[Work task]: In the records below, find the lines that include "seen" and copy each.

[Start of Attachment]

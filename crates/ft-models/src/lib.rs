//! Burn model architectures and checkpoint persistence for fine-tuning.
//!
//! This crate provides a convolutional [`ImageClassifier`] built with the
//! Burn framework, designed around the transfer-learning workflow: load a
//! pretrained checkpoint, swap the final linear head for the target class
//! count, and optionally freeze the backbone so only the head trains.
//!
//! # Checkpoint Persistence
//!
//! Models save and load their weights through Burn's recorder system:
//! - Binary format (compact, fast)
//! - JSON format (human-readable, debuggable)
//!
//! # Backend Support
//!
//! Models are generic over Burn backends. Common choices:
//! - `burn-ndarray` - CPU inference/training (default)
//! - `burn-wgpu` - GPU inference/training (optional feature)
//!
//! # Example
//!
//! ```ignore
//! use ft_models::{ImageClassifier, ImageClassifierConfig};
//!
//! let config = ImageClassifierConfig::new(1000);
//! let model = ImageClassifier::<MyBackend>::from_pretrained(
//!     config,
//!     "pretrained.bin",
//!     2,
//!     &device,
//! )?;
//! let model = model.freeze_backbone();
//! ```

#![warn(missing_docs)]
#![warn(clippy::all)]
#![warn(clippy::pedantic)]
#![deny(clippy::unwrap_used)]
#![deny(clippy::expect_used)]

mod backend;
mod checkpoint;
mod classifier;
mod error;

// Re-export model types
pub use classifier::{Backbone, ImageClassifier, ImageClassifierConfig};

// Re-export checkpoint utilities
pub use checkpoint::{load_checkpoint, save_checkpoint, CheckpointFormat};

// Re-export backend utilities
pub use backend::BackendType;

// Re-export error types
pub use error::{ModelError, Result};

/// Prelude for convenient imports.
pub mod prelude {
    pub use super::{
        load_checkpoint, save_checkpoint, BackendType, CheckpointFormat, ImageClassifier,
        ImageClassifierConfig, ModelError,
    };
}
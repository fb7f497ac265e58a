//! Callback hooks for training events.
//!
//! Callbacks observe the training loop at epoch boundaries through a
//! mutable [`CallbackContext`]. They never touch the model directly: a
//! callback that wants a checkpoint written sets `save_requested` and the
//! trainer, which owns the model, performs the save.

/// Mutable training state handed to callbacks at epoch boundaries.
#[derive(Debug, Clone, PartialEq)]
pub struct CallbackContext {
    /// Epoch that just finished (0-indexed).
    pub epoch: usize,

    /// Total epochs planned.
    pub total_epochs: usize,

    /// Learning rate in effect. Callbacks may mutate this to adjust the
    /// rate used for subsequent epochs.
    pub lr: f64,

    /// Mean training loss of the finished epoch.
    pub train_loss: f32,

    /// Mean validation loss, if a validation pass ran.
    pub val_loss: Option<f32>,

    /// Validation accuracy in `[0, 1]`, if a validation pass ran.
    pub val_accuracy: Option<f32>,

    /// Best monitored metric seen so far.
    pub best_metric: Option<f32>,

    /// Set by a callback to request a checkpoint save. The trainer
    /// performs the save and clears the flag.
    pub save_requested: bool,
}

impl CallbackContext {
    /// Creates a context for a run of `total_epochs` starting at `lr`.
    #[must_use]
    pub const fn new(total_epochs: usize, lr: f64) -> Self {
        Self {
            epoch: 0,
            total_epochs,
            lr,
            train_loss: 0.0,
            val_loss: None,
            val_accuracy: None,
            best_metric: None,
            save_requested: false,
        }
    }
}

/// Action requested by a callback.
#[derive(Debug, Clone, Copy, PartialEq, Eq)]
pub enum CallbackAction {
    /// Continue training normally.
    Continue,
    /// Stop training after this epoch.
    Stop,
}

/// Observer of training events.
///
/// All methods have default no-op implementations; implement only the
/// events you care about.
///
/// # Example
///
/// ```
/// use ft_training::{Callback, CallbackAction, CallbackContext};
///
/// struct PrintProgress;
///
/// impl Callback for PrintProgress {
///     fn on_epoch_end(&mut self, ctx: &mut CallbackContext) -> CallbackAction {
///         println!("epoch {} loss {:.4}", ctx.epoch, ctx.train_loss);
///         CallbackAction::Continue
///     }
/// }
/// ```
pub trait Callback: Send {
    /// Called once before the first epoch.
    fn on_train_begin(&mut self, _ctx: &mut CallbackContext) -> CallbackAction {
        CallbackAction::Continue
    }

    /// Called after each epoch's train and validation passes.
    fn on_epoch_end(&mut self, _ctx: &mut CallbackContext) -> CallbackAction {
        CallbackAction::Continue
    }

    /// Called once after the last epoch (or after a stop).
    fn on_train_end(&mut self, _ctx: &CallbackContext) {}

    /// Callback name for logging.
    fn name(&self) -> &str {
        "Callback"
    }
}

/// An ordered list of callbacks dispatched in registration order.
#[derive(Default)]
pub struct CallbackList {
    callbacks: Vec<Box<dyn Callback>>,
}

impl std::fmt::Debug for CallbackList {
    fn fmt(&self, f: &mut std::fmt::Formatter<'_>) -> std::fmt::Result {
        let names: Vec<&str> = self.callbacks.iter().map(|c| c.name()).collect();
        f.debug_struct("CallbackList").field("callbacks", &names).finish()
    }
}

impl CallbackList {
    /// Creates an empty list.
    #[must_use]
    pub fn new() -> Self {
        Self::default()
    }

    /// Appends a callback. Dispatch follows registration order.
    pub fn push(&mut self, callback: impl Callback + 'static) {
        self.callbacks.push(Box::new(callback));
    }

    /// Returns the number of registered callbacks.
    #[must_use]
    pub fn len(&self) -> usize {
        self.callbacks.len()
    }

    /// Returns `true` if no callbacks are registered.
    #[must_use]
    pub fn is_empty(&self) -> bool {
        self.callbacks.is_empty()
    }

    /// Dispatches `on_train_begin`. Any `Stop` wins.
    pub fn on_train_begin(&mut self, ctx: &mut CallbackContext) -> CallbackAction {
        let mut action = CallbackAction::Continue;
        for callback in &mut self.callbacks {
            if callback.on_train_begin(ctx) == CallbackAction::Stop {
                action = CallbackAction::Stop;
            }
        }
        action
    }

    /// Dispatches `on_epoch_end`. Any `Stop` wins.
    pub fn on_epoch_end(&mut self, ctx: &mut CallbackContext) -> CallbackAction {
        let mut action = CallbackAction::Continue;
        for callback in &mut self.callbacks {
            if callback.on_epoch_end(ctx) == CallbackAction::Stop {
                action = CallbackAction::Stop;
            }
        }
        action
    }

    /// Dispatches `on_train_end`.
    pub fn on_train_end(&mut self, ctx: &CallbackContext) {
        for callback in &mut self.callbacks {
            callback.on_train_end(ctx);
        }
    }
}

/// Step decay of the learning rate.
///
/// Every `step_size` completed epochs, multiplies the context's learning
/// rate by `gamma`. Deterministic and metric-independent.
///
/// # Example
///
/// ```
/// use ft_training::StepLr;
///
/// // Decay by 10x every 7 epochs, the standard fine-tuning schedule.
/// let step_lr = StepLr::new(7, 0.1);
/// ```
#[derive(Debug, Clone, Copy, PartialEq)]
pub struct StepLr {
    step_size: usize,
    gamma: f64,
}

impl StepLr {
    /// Creates a step decay with the given period and factor.
    #[must_use]
    pub const fn new(step_size: usize, gamma: f64) -> Self {
        Self { step_size, gamma }
    }
}

impl Callback for StepLr {
    fn on_epoch_end(&mut self, ctx: &mut CallbackContext) -> CallbackAction {
        if self.step_size > 0 && (ctx.epoch + 1) % self.step_size == 0 {
            ctx.lr *= self.gamma;
        }
        CallbackAction::Continue
    }

    fn name(&self) -> &str {
        "StepLr"
    }
}

/// Checkpoint-on-improvement policy.
///
/// Tracks the best validation accuracy seen and requests a save whenever
/// the current epoch strictly beats it. Ties do not save, so the kept
/// checkpoint is always the earliest epoch attaining the best accuracy.
#[derive(Debug, Clone, Copy, PartialEq, Default)]
pub struct BestCheckpoint {
    best: Option<f32>,
}

impl BestCheckpoint {
    /// Creates a tracker with no observed accuracy yet.
    ///
    /// The first observation always counts as an improvement.
    #[must_use]
    pub const fn new() -> Self {
        Self { best: None }
    }

    /// Returns the best accuracy observed so far.
    #[must_use]
    pub const fn best(&self) -> Option<f32> {
        self.best
    }
}

impl Callback for BestCheckpoint {
    fn on_epoch_end(&mut self, ctx: &mut CallbackContext) -> CallbackAction {
        if let Some(accuracy) = ctx.val_accuracy {
            let improved = self.best.map_or(true, |best| accuracy > best);
            if improved {
                self.best = Some(accuracy);
                ctx.best_metric = Some(accuracy);
                ctx.save_requested = true;
            }
        }
        CallbackAction::Continue
    }

    fn name(&self) -> &str {
        "BestCheckpoint"
    }
}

[End of Attachment]

[Task response]:
    /// Best monitored metric seen so far.
/// Tracks the best validation accuracy seen and requests a save whenever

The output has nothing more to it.